── The data ──

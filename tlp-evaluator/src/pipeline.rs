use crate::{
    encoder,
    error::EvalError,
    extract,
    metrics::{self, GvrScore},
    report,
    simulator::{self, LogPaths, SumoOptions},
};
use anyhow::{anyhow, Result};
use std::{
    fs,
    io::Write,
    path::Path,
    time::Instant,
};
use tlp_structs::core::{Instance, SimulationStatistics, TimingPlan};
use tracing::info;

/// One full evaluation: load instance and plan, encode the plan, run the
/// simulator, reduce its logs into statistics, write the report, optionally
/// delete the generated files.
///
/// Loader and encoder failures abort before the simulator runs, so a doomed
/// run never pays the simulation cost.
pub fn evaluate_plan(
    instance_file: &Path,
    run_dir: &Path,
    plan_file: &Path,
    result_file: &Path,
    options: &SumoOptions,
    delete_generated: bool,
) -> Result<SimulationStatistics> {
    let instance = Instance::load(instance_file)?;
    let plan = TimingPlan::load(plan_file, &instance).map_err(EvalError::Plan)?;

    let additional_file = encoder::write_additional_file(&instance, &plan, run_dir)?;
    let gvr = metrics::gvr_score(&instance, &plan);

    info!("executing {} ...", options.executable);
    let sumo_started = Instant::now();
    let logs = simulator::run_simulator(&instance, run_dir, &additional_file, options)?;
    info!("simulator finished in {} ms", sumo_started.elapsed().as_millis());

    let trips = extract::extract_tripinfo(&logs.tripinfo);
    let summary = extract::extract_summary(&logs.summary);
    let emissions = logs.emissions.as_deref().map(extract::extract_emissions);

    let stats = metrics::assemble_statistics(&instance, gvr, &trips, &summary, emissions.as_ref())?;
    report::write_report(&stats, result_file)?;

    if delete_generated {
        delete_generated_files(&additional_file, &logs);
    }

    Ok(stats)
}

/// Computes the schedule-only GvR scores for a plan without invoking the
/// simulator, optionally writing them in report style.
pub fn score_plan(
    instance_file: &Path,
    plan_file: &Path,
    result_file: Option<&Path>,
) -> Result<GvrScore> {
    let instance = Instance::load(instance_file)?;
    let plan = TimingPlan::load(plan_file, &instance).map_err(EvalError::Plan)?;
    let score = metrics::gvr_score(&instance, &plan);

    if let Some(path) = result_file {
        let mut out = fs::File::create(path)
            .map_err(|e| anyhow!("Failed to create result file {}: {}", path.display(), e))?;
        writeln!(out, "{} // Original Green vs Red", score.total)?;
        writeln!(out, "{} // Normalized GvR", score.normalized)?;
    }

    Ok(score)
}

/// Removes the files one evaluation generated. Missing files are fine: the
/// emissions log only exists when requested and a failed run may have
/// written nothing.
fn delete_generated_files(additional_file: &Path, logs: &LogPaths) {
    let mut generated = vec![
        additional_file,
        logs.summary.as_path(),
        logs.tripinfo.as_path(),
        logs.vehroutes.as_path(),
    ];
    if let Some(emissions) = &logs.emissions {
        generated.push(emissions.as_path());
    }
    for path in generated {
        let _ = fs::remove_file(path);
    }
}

───

Task to carry out:
Please transcribe the lines from the one containing "report::write_report(&stats, result_file)?;" through the last line of the records. Include both ends and nothing else.

Exercise solution:
    report::write_report(&stats, result_file)?;

    if delete_generated {
        delete_generated_files(&additional_file, &logs);
    }

    Ok(stats)
}

/// Computes the schedule-only GvR scores for a plan without invoking the
/// simulator, optionally writing them in report style.
pub fn score_plan(
    instance_file: &Path,
    plan_file: &Path,
    result_file: Option<&Path>,
) -> Result<GvrScore> {
    let instance = Instance::load(instance_file)?;
    let plan = TimingPlan::load(plan_file, &instance).map_err(EvalError::Plan)?;
    let score = metrics::gvr_score(&instance, &plan);

    if let Some(path) = result_file {
        let mut out = fs::File::create(path)
            .map_err(|e| anyhow!("Failed to create result file {}: {}", path.display(), e))?;
        writeln!(out, "{} // Original Green vs Red", score.total)?;
        writeln!(out, "{} // Normalized GvR", score.normalized)?;
    }

    Ok(score)
}

/// Removes the files one evaluation generated. Missing files are fine: the
/// emissions log only exists when requested and a failed run may have
/// written nothing.
fn delete_generated_files(additional_file: &Path, logs: &LogPaths) {
    let mut generated = vec![
        additional_file,
        logs.summary.as_path(),
        logs.tripinfo.as_path(),
        logs.vehroutes.as_path(),
    ];
    if let Some(emissions) = &logs.emissions {
        generated.push(emissions.as_path());
    }
    for path in generated {
        let _ = fs::remove_file(path);
    }
}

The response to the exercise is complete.